In this capacity, Bryan and his coworkers provide a modicum of stability in an industry known for Everestian peaks and Marianas-esque troughs. Along the way, Bryan’s helped guide the financial success of some of the biggest names in country music. Though he demurs with a banker’s discretion when asked for names – professionals in this business never namedrop – a glance at his photo album provides some insight. When pressed, he chuckles.

“I certainly never thought I’d be sitting backstage at a client’s festival, hanging out with someone, whose music I covered at the Pickin’ and Ginnin’ Festival in Rayville 25 years ago,” he says.

In addition to helping songwriters by day and kicking back in the fabled Opry green room after hours, Bryan assists music industry professionals organize and fund tours, setting up the lines of credit that enable artists to hit the road. For two or three months, while the artist rehearses, builds light rigs, plans and sells the tour, instead of tapping valuable capital, they can draw down the lines of credit and, when the tour kicks off and begins to generate income, the line of credit is paid off.

Another vital service banking professionals like Bryan provide are the financial planning to help level out the highs and lows of music income. He uses for his example again a young singer-songwriter. For the first few years of their career, they’re living meagerly on a meager $20,000 publishing draw. Suddenly that all can change.

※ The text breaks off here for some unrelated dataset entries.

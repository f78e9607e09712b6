//! Bounded, non-blocking hand-off between worker tasks.

use crate::metrics::{Metrics, QueueKind};
use std::sync::Arc;
use tokio::sync::mpsc::{self, error::TrySendError};
use tracing::debug;

/// Producer side of a bounded queue. `offer` never waits: a full or closed
/// queue drops the item and counts the drop.
pub(crate) struct QueueSender<T> {
    kind: QueueKind,
    tx: mpsc::Sender<T>,
    metrics: Arc<Metrics>,
}

impl<T> Clone for QueueSender<T> {
    fn clone(&self) -> Self {
        Self {
            kind: self.kind,
            tx: self.tx.clone(),
            metrics: Arc::clone(&self.metrics),
        }
    }
}

impl<T> QueueSender<T> {
    pub fn offer(&self, item: T) -> bool {
        match self.tx.try_send(item) {
            Ok(()) => true,
            Err(TrySendError::Full(_)) => {
                self.metrics.record_queue_drop(self.kind);
                debug!(queue = %self.kind, "[poc] queue full, item dropped");
                false
            }
            Err(TrySendError::Closed(_)) => {
                self.metrics.record_queue_drop(self.kind);
                debug!(queue = %self.kind, "[poc] queue closed, item dropped");
                false
            }
        }
    }
}

pub(crate) fn bounded<T>(
    kind: QueueKind,
    capacity: usize,
    metrics: &Arc<Metrics>,
) -> (QueueSender<T>, mpsc::Receiver<T>) {
    let (tx, rx) = mpsc::channel(capacity.max(1));
    (
        QueueSender {
            kind,
            tx,
            metrics: Arc::clone(metrics),
        },
        rx,
    )
}
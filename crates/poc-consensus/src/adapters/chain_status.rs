//! Chain status adapter
//!
//! Atomic flags and counters the host updates as the chain progresses.

use crate::ports::ChainStatus;
use parking_lot::RwLock;
use std::sync::atomic::{AtomicBool, AtomicU64, Ordering};

/// Thread-safe chain status shared between the host and consensus.
#[derive(Default)]
pub struct SharedChainStatus {
    module_ready: AtomicBool,
    height_synced: AtomicBool,
    subnet_ready: AtomicBool,
    best_height: AtomicU64,
    last_confirmed_slot: RwLock<(u64, u32)>,
}

impl SharedChainStatus {
    pub fn new() -> Self {
        Self::default()
    }

    /// Ready, synced and connected at `best_height`.
    pub fn synced_at(best_height: u64) -> Self {
        let status = Self::new();
        status.set_module_ready(true);
        status.set_height_synced(true);
        status.set_subnet_ready(true);
        status.set_best_height(best_height);
        status
    }

    pub fn set_module_ready(&self, ready: bool) {
        self.module_ready.store(ready, Ordering::SeqCst);
    }

    pub fn set_height_synced(&self, synced: bool) {
        self.height_synced.store(synced, Ordering::SeqCst);
    }

    pub fn set_subnet_ready(&self, ready: bool) {
        self.subnet_ready.store(ready, Ordering::SeqCst);
    }

    pub fn set_best_height(&self, height: u64) {
        self.best_height.store(height, Ordering::SeqCst);
    }

    /// Record the block confirmed at `height` in the given slot.
    pub fn confirm(&self, height: u64, round_index: u64, packing_index: u32) {
        *self.last_confirmed_slot.write() = (round_index, packing_index);
        self.best_height.fetch_max(height, Ordering::SeqCst);
    }
}

impl ChainStatus for SharedChainStatus {
    fn is_module_ready(&self) -> bool {
        self.module_ready.load(Ordering::SeqCst)
    }

    fn is_height_synced(&self) -> bool {
        self.height_synced.load(Ordering::SeqCst)
    }

    fn is_subnet_ready(&self) -> bool {
        self.subnet_ready.load(Ordering::SeqCst)
    }

    fn best_height(&self) -> u64 {
        self.best_height.load(Ordering::SeqCst)
    }

    fn last_confirmed_slot(&self) -> (u64, u32) {
        *self.last_confirmed_slot.read()
    }
}

#[cfg(test)]
mod tests {
    use super::*;

    #[test]
    fn test_confirm_moves_height_forward_only() {
        let status = SharedChainStatus::synced_at(10);
        status.confirm(11, 3, 2);
        assert_eq!(status.best_height(), 11);
        assert_eq!(status.last_confirmed_slot(), (3, 2));

        status.confirm(9, 3, 3);
        assert_eq!(status.best_height(), 11);
    }
}
//! # ECDSA Signatures (secp256k1)
//!
//! Signing and verification for consensus votes.
//!
//! ## Security Properties
//!
//! - RFC 6979 deterministic nonces (no RNG dependency for signing)
//! - Low-S normalized signatures
//! - Signatures are produced over a 32-byte prehash, never raw messages
//!
//! ## Signature bundle
//!
//! Votes carry a [`P2pkSignature`]: the signer's compressed public key next
//! to the 64-byte `r||s` signature. The signer address is derived from the
//! embedded key, so it never travels on the wire.

use crate::hashing::{sha256, Hash};
use crate::CryptoError;
use k256::ecdsa::{
    signature::hazmat::{PrehashSigner, PrehashVerifier},
    Signature, SigningKey, VerifyingKey,
};
use zeroize::Zeroizing;

/// A 20-byte account address.
pub type Address = [u8; 20];

/// Length of a serialized [`P2pkSignature`].
pub const P2PK_SIGNATURE_LEN: usize = 33 + 64;

/// Compressed secp256k1 public key (33 bytes).
#[derive(Clone, Copy, Debug, PartialEq, Eq, Hash)]
pub struct Secp256k1PublicKey([u8; 33]);

impl Secp256k1PublicKey {
    /// Create from compressed bytes (33 bytes, starting with 0x02 or 0x03).
    pub fn from_bytes(bytes: [u8; 33]) -> Result<Self, CryptoError> {
        VerifyingKey::from_sec1_bytes(&bytes).map_err(|_| CryptoError::InvalidPublicKey)?;
        Ok(Self(bytes))
    }

    /// Get raw compressed bytes.
    pub fn as_bytes(&self) -> &[u8; 33] {
        &self.0
    }

    /// Verify a signature over a 32-byte prehash.
    pub fn verify_prehash(
        &self,
        hash: &Hash,
        signature: &Secp256k1Signature,
    ) -> Result<(), CryptoError> {
        let verifying_key =
            VerifyingKey::from_sec1_bytes(&self.0).map_err(|_| CryptoError::InvalidPublicKey)?;

        let sig = Signature::from_slice(&signature.0).map_err(|_| CryptoError::InvalidSignature)?;

        verifying_key
            .verify_prehash(hash, &sig)
            .map_err(|_| CryptoError::SignatureVerificationFailed)
    }

    /// Derive the account address: the last 20 bytes of SHA-256(pubkey).
    pub fn to_address(&self) -> Address {
        let digest = sha256(&self.0);
        let mut address = [0u8; 20];
        address.copy_from_slice(&digest[12..]);
        address
    }
}

/// ECDSA signature (64 bytes, r||s format).
#[derive(Clone, Copy, Debug, PartialEq, Eq, Hash)]
pub struct Secp256k1Signature([u8; 64]);

impl Secp256k1Signature {
    /// Create from bytes (64 bytes).
    pub fn from_bytes(bytes: [u8; 64]) -> Self {
        Self(bytes)
    }

    /// Get raw bytes.
    pub fn as_bytes(&self) -> &[u8; 64] {
        &self.0
    }
}

/// A signature together with the public key that produced it.
#[derive(Clone, Copy, Debug, PartialEq, Eq, Hash)]
pub struct P2pkSignature {
    /// Signer's compressed public key.
    pub public_key: Secp256k1PublicKey,
    /// Signature over the message hash.
    pub signature: Secp256k1Signature,
}

impl P2pkSignature {
    /// Serialize as `pubkey(33) || r||s(64)`.
    pub fn to_bytes(&self) -> Vec<u8> {
        let mut out = Vec::with_capacity(P2PK_SIGNATURE_LEN);
        out.extend_from_slice(self.public_key.as_bytes());
        out.extend_from_slice(self.signature.as_bytes());
        out
    }

    /// Parse from the `to_bytes` layout, validating the public key point.
    pub fn from_bytes(bytes: &[u8]) -> Result<Self, CryptoError> {
        if bytes.len() != P2PK_SIGNATURE_LEN {
            return Err(CryptoError::InvalidKeyLength {
                expected: P2PK_SIGNATURE_LEN,
                actual: bytes.len(),
            });
        }
        let mut pk = [0u8; 33];
        pk.copy_from_slice(&bytes[..33]);
        let mut sig = [0u8; 64];
        sig.copy_from_slice(&bytes[33..]);
        Ok(Self {
            public_key: Secp256k1PublicKey::from_bytes(pk)?,
            signature: Secp256k1Signature::from_bytes(sig),
        })
    }

    /// Address of the signer, derived from the embedded public key.
    pub fn signer_address(&self) -> Address {
        self.public_key.to_address()
    }

    /// Verify the signature against a message hash.
    pub fn verify(&self, hash: &Hash) -> Result<(), CryptoError> {
        self.public_key.verify_prehash(hash, &self.signature)
    }
}

/// secp256k1 ECDSA keypair.
pub struct Secp256k1KeyPair {
    signing_key: SigningKey,
}

impl Secp256k1KeyPair {
    /// Generate random keypair.
    pub fn generate() -> Self {
        let signing_key = SigningKey::random(&mut rand::thread_rng());
        Self { signing_key }
    }

    /// Create from secret key bytes (32 bytes).
    pub fn from_bytes(bytes: [u8; 32]) -> Result<Self, CryptoError> {
        let signing_key =
            SigningKey::from_bytes((&bytes).into()).map_err(|_| CryptoError::InvalidPrivateKey)?;
        Ok(Self { signing_key })
    }

    /// Get public key (compressed, 33 bytes).
    pub fn public_key(&self) -> Secp256k1PublicKey {
        let point = self.signing_key.verifying_key().to_encoded_point(true);
        // SEC1 compressed encoding is always 33 bytes.
        let mut bytes = [0u8; 33];
        bytes.copy_from_slice(point.as_bytes());
        Secp256k1PublicKey(bytes)
    }

    /// Account address of this keypair.
    pub fn address(&self) -> Address {
        self.public_key().to_address()
    }

    /// Sign a 32-byte message hash (deterministic RFC 6979).
    pub fn sign_prehash(&self, hash: &Hash) -> Result<Secp256k1Signature, CryptoError> {
        let sig: Signature = self
            .signing_key
            .sign_prehash(hash)
            .map_err(|e| CryptoError::SigningFailed(e.to_string()))?;
        let bytes: [u8; 64] = sig.to_bytes().into();
        Ok(Secp256k1Signature(bytes))
    }

    /// Sign a message hash and bundle the public key with the signature.
    pub fn sign_p2pk(&self, hash: &Hash) -> Result<P2pkSignature, CryptoError> {
        Ok(P2pkSignature {
            public_key: self.public_key(),
            signature: self.sign_prehash(hash)?,
        })
    }

    /// Secret key bytes, wiped when the returned buffer is dropped.
    ///
    /// `SigningKey` clears its own scalar on drop.
    pub fn to_bytes(&self) -> Zeroizing<[u8; 32]> {
        Zeroizing::new(self.signing_key.to_bytes().into())
    }
}

#[cfg(test)]
mod tests {
    use super::*;

    #[test]
    fn test_sign_verify() {
        let keypair = Secp256k1KeyPair::generate();
        let hash = sha256(b"vote");

        let bundle = keypair.sign_p2pk(&hash).unwrap();
        assert!(bundle.verify(&hash).is_ok());
        assert_eq!(bundle.signer_address(), keypair.address());
    }

    #[test]
    fn test_wrong_hash_fails() {
        let keypair = Secp256k1KeyPair::generate();

        let bundle = keypair.sign_p2pk(&sha256(b"message1")).unwrap();
        let result = bundle.verify(&sha256(b"message2"));

        assert!(matches!(result, Err(CryptoError::SignatureVerificationFailed)));
    }

    #[test]
    fn test_deterministic_signatures() {
        let keypair = Secp256k1KeyPair::from_bytes([0xABu8; 32]).unwrap();
        let hash = sha256(b"deterministic test");

        let sig1 = keypair.sign_prehash(&hash).unwrap();
        let sig2 = keypair.sign_prehash(&hash).unwrap();

        assert_eq!(sig1.as_bytes(), sig2.as_bytes());
    }

    #[test]
    fn test_secret_bytes_restore_keypair() {
        let keypair = Secp256k1KeyPair::from_bytes([0x22u8; 32]).unwrap();
        let secret = keypair.to_bytes();
        assert_eq!(*secret, [0x22u8; 32]);

        let restored = Secp256k1KeyPair::from_bytes(*secret).unwrap();
        assert_eq!(restored.public_key(), keypair.public_key());
    }

    #[test]
    fn test_bundle_bytes_layout() {
        let keypair = Secp256k1KeyPair::from_bytes([0x11u8; 32]).unwrap();
        let bundle = keypair.sign_p2pk(&sha256(b"layout")).unwrap();

        let bytes = bundle.to_bytes();
        assert_eq!(bytes.len(), P2PK_SIGNATURE_LEN);
        assert_eq!(P2pkSignature::from_bytes(&bytes).unwrap(), bundle);
    }

    #[test]
    fn test_bundle_rejects_bad_length_and_point() {
        assert!(matches!(
            P2pkSignature::from_bytes(&[0u8; 10]),
            Err(CryptoError::InvalidKeyLength { .. })
        ));
        assert!(matches!(
            P2pkSignature::from_bytes(&[0u8; P2PK_SIGNATURE_LEN]),
            Err(CryptoError::InvalidPublicKey)
        ));
    }

    #[test]
    fn test_forged_key_swap_fails() {
        let honest = Secp256k1KeyPair::generate();
        let forger = Secp256k1KeyPair::generate();
        let hash = sha256(b"block");

        let mut bundle = honest.sign_p2pk(&hash).unwrap();
        bundle.public_key = forger.public_key();

        assert!(bundle.verify(&hash).is_err());
    }
}
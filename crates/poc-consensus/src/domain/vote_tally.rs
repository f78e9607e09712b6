//! Per-target vote counting and quorum detection.

use super::message::{ResultMessage, VoteMessage};
use super::target::{VoteStage, VotingTarget};
use shared_types::Address;
use std::collections::HashMap;

/// True if `count` votes out of `member_count` strictly exceed
/// `rate_percent`. Integer arithmetic; an empty round never has a quorum.
pub fn exceeds_byzantine_rate(count: usize, member_count: usize, rate_percent: u8) -> bool {
    member_count > 0 && count * 100 > rate_percent as usize * member_count
}

/// How far a target has progressed. Each stage reports at most once.
#[derive(Debug, Clone, Copy, PartialEq, Eq)]
pub enum TallyPhase {
    Collecting,
    PreVoteDone,
    PreCommitDone,
}

/// A quorum reached by the vote just added.
#[derive(Debug, Clone, PartialEq, Eq)]
pub enum StageResult {
    PreVoteQuorum { target: VotingTarget },
    /// Carries the pre-commit signatures collected up to the quorum.
    PreCommitQuorum { result: ResultMessage },
}

/// Votes for a single target, one per signer and stage.
#[derive(Debug)]
pub struct VoteTally {
    target: VotingTarget,
    byzantine_rate_percent: u8,
    pre_votes: HashMap<Address, VoteMessage>,
    pre_commits: HashMap<Address, VoteMessage>,
    phase: TallyPhase,
}

impl VoteTally {
    pub fn new(target: VotingTarget, byzantine_rate_percent: u8) -> Self {
        Self {
            target,
            byzantine_rate_percent,
            pre_votes: HashMap::new(),
            pre_commits: HashMap::new(),
            phase: TallyPhase::Collecting,
        }
    }

    /// Count `vote` from `signer` and report a quorum if this vote completed
    /// one. A second vote from the same signer at the same stage is ignored.
    ///
    /// A pre-commit quorum seen before the local pre-vote quorum completes
    /// both stages: the pre-commits already prove the pre-vote quorum.
    pub fn add_vote(
        &mut self,
        signer: Address,
        vote: VoteMessage,
        member_count: usize,
    ) -> Option<StageResult> {
        let stage = vote.stage;
        let votes = match stage {
            VoteStage::PreVote => &mut self.pre_votes,
            VoteStage::PreCommit => &mut self.pre_commits,
        };
        if votes.contains_key(&signer) {
            return None;
        }
        votes.insert(signer, vote);
        let count = votes.len();

        if !exceeds_byzantine_rate(count, member_count, self.byzantine_rate_percent) {
            return None;
        }

        match (stage, self.phase) {
            (VoteStage::PreVote, TallyPhase::Collecting) => {
                self.phase = TallyPhase::PreVoteDone;
                Some(StageResult::PreVoteQuorum {
                    target: self.target,
                })
            }
            (VoteStage::PreCommit, TallyPhase::Collecting | TallyPhase::PreVoteDone) => {
                self.phase = TallyPhase::PreCommitDone;
                Some(StageResult::PreCommitQuorum {
                    result: ResultMessage::from_votes(
                        self.target,
                        VoteStage::PreCommit,
                        self.pre_commits.values(),
                    ),
                })
            }
            _ => None,
        }
    }

    pub fn target(&self) -> &VotingTarget {
        &self.target
    }

    pub fn phase(&self) -> TallyPhase {
        self.phase
    }

    pub fn count(&self, stage: VoteStage) -> usize {
        match stage {
            VoteStage::PreVote => self.pre_votes.len(),
            VoteStage::PreCommit => self.pre_commits.len(),
        }
    }
}

/// All live tallies, keyed by target.
#[derive(Debug)]
pub struct TallyBook {
    byzantine_rate_percent: u8,
    tallies: HashMap<VotingTarget, VoteTally>,
}

impl TallyBook {
    pub fn new(byzantine_rate_percent: u8) -> Self {
        Self {
            byzantine_rate_percent,
            tallies: HashMap::new(),
        }
    }

    /// Route a vote to the tally of its target, creating it on first sight.
    pub fn add_vote(
        &mut self,
        signer: Address,
        vote: VoteMessage,
        member_count: usize,
    ) -> Option<StageResult> {
        let rate = self.byzantine_rate_percent;
        self.tallies
            .entry(vote.target)
            .or_insert_with(|| VoteTally::new(vote.target, rate))
            .add_vote(signer, vote, member_count)
    }

    /// Drop every tally below `height`. Returns how many were dropped.
    pub fn prune_below(&mut self, height: u64) -> usize {
        let before = self.tallies.len();
        self.tallies.retain(|target, _| target.height >= height);
        before - self.tallies.len()
    }

    pub fn get(&self, target: &VotingTarget) -> Option<&VoteTally> {
        self.tallies.get(target)
    }

    pub fn len(&self) -> usize {
        self.tallies.len()
    }

    pub fn is_empty(&self) -> bool {
        self.tallies.is_empty()
    }
}

#[cfg(test)]
mod tests {
    use super::*;
    use crate::domain::target::FIRST_VOTE_ROUND;
    use shared_crypto::Secp256k1KeyPair;

    fn target(height: u64) -> VotingTarget {
        VotingTarget {
            height,
            round_index: 2,
            round_start_time: 20_000,
            packing_index_of_round: 1,
            vote_round_index: FIRST_VOTE_ROUND,
            block_hash: [height as u8; 32],
        }
    }

    fn vote(keypair: &Secp256k1KeyPair, target: VotingTarget, stage: VoteStage) -> VoteMessage {
        let vote = VoteMessage::new(target, stage);
        let sig = keypair.sign_p2pk(&vote.signing_hash()).unwrap();
        vote.with_signature(sig)
    }

    #[test]
    fn test_byzantine_rate_is_strict() {
        assert!(exceeds_byzantine_rate(3, 4, 66));
        assert!(!exceeds_byzantine_rate(2, 4, 66));
        // 2/3 at 66%: 200 > 198.
        assert!(exceeds_byzantine_rate(2, 3, 66));
        // 1/2 at 50% is a draw, not a quorum.
        assert!(!exceeds_byzantine_rate(1, 2, 50));
        assert!(!exceeds_byzantine_rate(0, 0, 66));
    }

    #[test]
    fn test_pre_vote_quorum_reported_once() {
        let keys: Vec<_> = (0..4).map(|_| Secp256k1KeyPair::generate()).collect();
        let mut tally = VoteTally::new(target(5), 66);

        let mut reports = Vec::new();
        for k in &keys {
            if let Some(r) = tally.add_vote(k.address(), vote(k, target(5), VoteStage::PreVote), 4) {
                reports.push(r);
            }
        }

        assert_eq!(reports, vec![StageResult::PreVoteQuorum { target: target(5) }]);
        assert_eq!(tally.phase(), TallyPhase::PreVoteDone);
        assert_eq!(tally.count(VoteStage::PreVote), 4);
    }

    #[test]
    fn test_same_signer_counts_once() {
        let k = Secp256k1KeyPair::generate();
        let mut tally = VoteTally::new(target(5), 50);
        for _ in 0..3 {
            assert!(tally
                .add_vote(k.address(), vote(&k, target(5), VoteStage::PreVote), 3)
                .is_none());
        }
        assert_eq!(tally.count(VoteStage::PreVote), 1);
    }

    #[test]
    fn test_pre_commit_quorum_snapshots_signatures() {
        let keys: Vec<_> = (0..4).map(|_| Secp256k1KeyPair::generate()).collect();
        let mut tally = VoteTally::new(target(5), 66);
        for k in &keys[..3] {
            tally.add_vote(k.address(), vote(k, target(5), VoteStage::PreVote), 4);
        }

        let mut result = None;
        for k in &keys {
            if let Some(r) = tally.add_vote(k.address(), vote(k, target(5), VoteStage::PreCommit), 4) {
                assert!(result.is_none(), "pre-commit quorum reported twice");
                result = Some(r);
            }
        }

        match result {
            Some(StageResult::PreCommitQuorum { result }) => {
                assert_eq!(result.signatures.len(), 3);
                assert_eq!(result.stage, VoteStage::PreCommit);
                for sig in &result.signatures {
                    assert!(sig.verify(&result.signing_hash()).is_ok());
                }
            }
            other => panic!("expected pre-commit quorum, got {other:?}"),
        }
        assert_eq!(tally.phase(), TallyPhase::PreCommitDone);
    }

    #[test]
    fn test_pre_commit_quorum_without_local_pre_votes() {
        let keys: Vec<_> = (0..3).map(|_| Secp256k1KeyPair::generate()).collect();
        let mut tally = VoteTally::new(target(5), 66);

        let mut reports = 0;
        for k in &keys {
            if tally
                .add_vote(k.address(), vote(k, target(5), VoteStage::PreCommit), 3)
                .is_some()
            {
                reports += 1;
            }
        }
        assert_eq!(reports, 1);

        // Late pre-votes no longer report anything.
        for k in &keys {
            assert!(tally
                .add_vote(k.address(), vote(k, target(5), VoteStage::PreVote), 3)
                .is_none());
        }
    }

    #[test]
    fn test_book_separates_targets_and_prunes() {
        let keys: Vec<_> = (0..2).map(|_| Secp256k1KeyPair::generate()).collect();
        let mut book = TallyBook::new(66);
        for k in &keys {
            book.add_vote(k.address(), vote(k, target(5), VoteStage::PreVote), 4);
            book.add_vote(k.address(), vote(k, target(6), VoteStage::PreVote), 4);
        }
        assert_eq!(book.len(), 2);
        assert_eq!(book.get(&target(5)).unwrap().count(VoteStage::PreVote), 2);

        assert_eq!(book.prune_below(6), 1);
        assert!(book.get(&target(5)).is_none());
        assert!(book.get(&target(6)).is_some());
    }
}
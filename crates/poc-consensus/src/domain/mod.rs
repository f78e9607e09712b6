//! Domain layer for two-stage block voting
//!
//! Pure state with no I/O: voting targets, wire messages, per-target tallies
//! and the candidate board. Shared structures (`DuplicateGuard`,
//! `CandidateBoard`, `ResultCache`) synchronise internally and take `&self`.

pub mod candidate_board;
pub mod duplicate_guard;
pub mod message;
pub mod result_cache;
pub mod round;
pub mod target;
pub mod vote_tally;

pub use candidate_board::{AddBlockOutcome, CandidateBoard};
pub use duplicate_guard::DuplicateGuard;
pub use message::{
    decode_result_request, encode_result_request, ResultMessage, VoteKey, VoteMessage, VoteOrigin,
    CMD_GET_VOTE_RESULT, CMD_VOTE, CMD_VOTE_RESULT,
};
pub use result_cache::ResultCache;
pub use round::{Round, RoundMember};
pub use target::{VoteStage, VotingTarget, FIRST_VOTE_ROUND};
pub use vote_tally::{exceeds_byzantine_rate, StageResult, TallyBook, TallyPhase, VoteTally};

use shared_types::Hash;

/// First eight bytes of a hash in hex, for log fields.
pub fn short_hash(hash: &Hash) -> String {
    hex::encode(&hash[..8])
}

“Then, they’re posting a $10 million year – just a few years later,” Bryan says. But such success is fickle and rarely holds out forever. “When something changes and they’re back to making $100,000 or less, it’s our job to make sure we maximize those big years, so they can make it through the smaller ones.”

Bryan’s job is as much providing sound life advice and career coaching as it is about selling a banking product or setting up a loan. At heart, he’s still the crop inspector, assessing this year’s output with an eye to the future.

“The thing I like doing is getting with a young artist – maybe at a write-around or a showcase – and then I can connect with them before they’re big enough to have a business manager. That way, I can connect directly with them,” Bryan says. As their career grows, so too does his relationship with them. “Eventually, they get a business manager, build a team and I work with the team.”

Last September, Bryan’s career took yet another of the kind of organic turns that have brought him to where he is today. First Tennessee Bank approached him to build a music banking division there.

“The fun thing about music banking is that, while most bankers work 8-to-5 in suits, we’re there 8-to-5 in blue jeans,” he says. “And then we’re going to the parties and the awards shows after hours. “That’s a big difference between music banking and regular banking.”